In the data below, which lines hold "MockProvider"? Copy every one.

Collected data
────

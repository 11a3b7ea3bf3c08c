//! In-memory wallet provider for unit tests.

use std::collections::HashMap;
use std::sync::Arc;
use std::time::Duration;

use alloy_sol_types::SolValue;
use async_trait::async_trait;
use parking_lot::Mutex;

use crate::blockchain::{Address, Amount, Bytes, CallRequest, Receipt, TxHash, U256};
use crate::contract::{self, ContractHandle, InterfaceDescriptor, TxKind};
use crate::errors::{AtmError, AtmResult};
use crate::provider::WalletProvider;

pub const ACCOUNT_A: Address = Address::new([0xaa; 20]);
pub const ACCOUNT_B: Address = Address::new([0xbb; 20]);
pub const CONTRACT: Address = Address::new([0xcc; 20]);

#[derive(Debug, Default)]
struct MockState {
    balance: Amount,
    authorized: Vec<Address>,
    grant_on_request: Vec<Address>,
    reject_request: bool,
    fail_reads: bool,
    reject_signing: bool,
    hold_confirmations: bool,
    pending: HashMap<TxHash, (TxKind, Amount)>,
    sent: Vec<CallRequest>,
    balance_reads: usize,
    account_requests: usize,
    nonce: u64,
}

/// Shared-state mock; clones observe the same chain.
#[derive(Debug, Clone, Default)]
pub struct MockProvider {
    state: Arc<Mutex<MockState>>,
}

impl MockProvider {
    pub fn with_balance(ether: &str) -> Self {
        let provider = Self::default();
        provider.state.lock().balance = Amount::from_string(ether).unwrap();
        provider
    }

    pub fn with_wei(wei: U256) -> Self {
        let provider = Self::default();
        provider.state.lock().balance = Amount::from_wei(wei);
        provider
    }

    pub fn authorize(&self, account: Address) {
        self.state.lock().authorized.push(account);
    }

    pub fn grant_on_request(&self, account: Address) {
        self.state.lock().grant_on_request.push(account);
    }

    pub fn reject_requests(&self) {
        self.state.lock().reject_request = true;
    }

    pub fn fail_reads(&self, fail: bool) {
        self.state.lock().fail_reads = fail;
    }

    pub fn reject_signing(&self) {
        self.state.lock().reject_signing = true;
    }

    pub fn hold_confirmations(&self, hold: bool) {
        self.state.lock().hold_confirmations = hold;
    }

    pub fn sent(&self) -> Vec<CallRequest> {
        self.state.lock().sent.clone()
    }

    pub fn balance(&self) -> Amount {
        self.state.lock().balance
    }

    pub fn balance_reads(&self) -> usize {
        self.state.lock().balance_reads
    }

    pub fn account_requests(&self) -> usize {
        self.state.lock().account_requests
    }

    pub fn shared(&self) -> Arc<dyn WalletProvider> {
        Arc::new(self.clone())
    }
}

#[async_trait]
impl WalletProvider for MockProvider {
    async fn accounts(&self) -> AtmResult<Vec<Address>> {
        Ok(self.state.lock().authorized.clone())
    }

    async fn request_accounts(&self) -> AtmResult<Vec<Address>> {
        let mut state = self.state.lock();
        state.account_requests += 1;
        if state.reject_request {
            return Err(AtmError::UserRejected("User rejected the request.".into()));
        }
        let granted = state.grant_on_request.clone();
        state.authorized.extend(granted.iter().copied());
        Ok(granted)
    }

    async fn call(&self, request: &CallRequest) -> AtmResult<Bytes> {
        let mut state = self.state.lock();
        state.balance_reads += 1;
        if state.fail_reads {
            return Err(AtmError::NetworkError("connection refused".into()));
        }
        let descriptor = InterfaceDescriptor::default();
        if request.data[..] != descriptor.balance_function().selector()[..] {
            return Err(AtmError::Reverted("unknown selector".into()));
        }
        Ok(Bytes::from(state.balance.wei().abi_encode()))
    }

    async fn send_transaction(&self, request: &CallRequest) -> AtmResult<TxHash> {
        let mut state = self.state.lock();
        if state.reject_signing {
            return Err(AtmError::UserRejected(
                "User denied transaction signature.".into(),
            ));
        }
        let descriptor = InterfaceDescriptor::default();
        let kind = TxKind::ALL
            .into_iter()
            .find(|kind| request.data[..4] == descriptor.mutating_function(*kind).selector())
            .ok_or_else(|| AtmError::Reverted("unknown selector".into()))?;
        let amount = U256::abi_decode(&request.data[4..])
            .map(Amount::from_wei)
            .map_err(|e| AtmError::Reverted(e.to_string()))?;

        state.nonce += 1;
        let mut raw = [0u8; 32];
        raw[24..].copy_from_slice(&state.nonce.to_be_bytes());
        let hash = TxHash::new(raw);
        state.pending.insert(hash, (kind, amount));
        state.sent.push(request.clone());
        Ok(hash)
    }

    async fn transaction_receipt(&self, hash: &TxHash) -> AtmResult<Option<Receipt>> {
        let mut state = self.state.lock();
        if state.hold_confirmations {
            return Ok(None);
        }
        let (kind, amount) = match state.pending.remove(hash) {
            Some(entry) => entry,
            None => return Err(AtmError::ProviderError("unknown transaction".into())),
        };
        let applied = match kind {
            TxKind::Deposit => state.balance.checked_add(&amount),
            TxKind::Withdraw => state.balance.checked_sub(&amount),
        };
        let success = match applied {
            Ok(balance) => {
                state.balance = balance;
                true
            }
            Err(_) => false,
        };
        Ok(Some(Receipt {
            transaction_hash: *hash,
            block_number: Some(state.nonce),
            success,
        }))
    }

    fn poll_interval(&self) -> Duration {
        Duration::from_millis(1)
    }
}

/// Handle for [`ACCOUNT_A`] against [`CONTRACT`] with the default interface.
pub fn bound_handle(provider: &MockProvider) -> ContractHandle {
    contract::bind(
        provider.shared(),
        ACCOUNT_A,
        CONTRACT,
        Arc::new(InterfaceDescriptor::default()),
    )
}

────

▸ **Answer to the exercise**:
pub struct MockProvider {
impl MockProvider {
impl WalletProvider for MockProvider {
pub fn bound_handle(provider: &MockProvider) -> ContractHandle {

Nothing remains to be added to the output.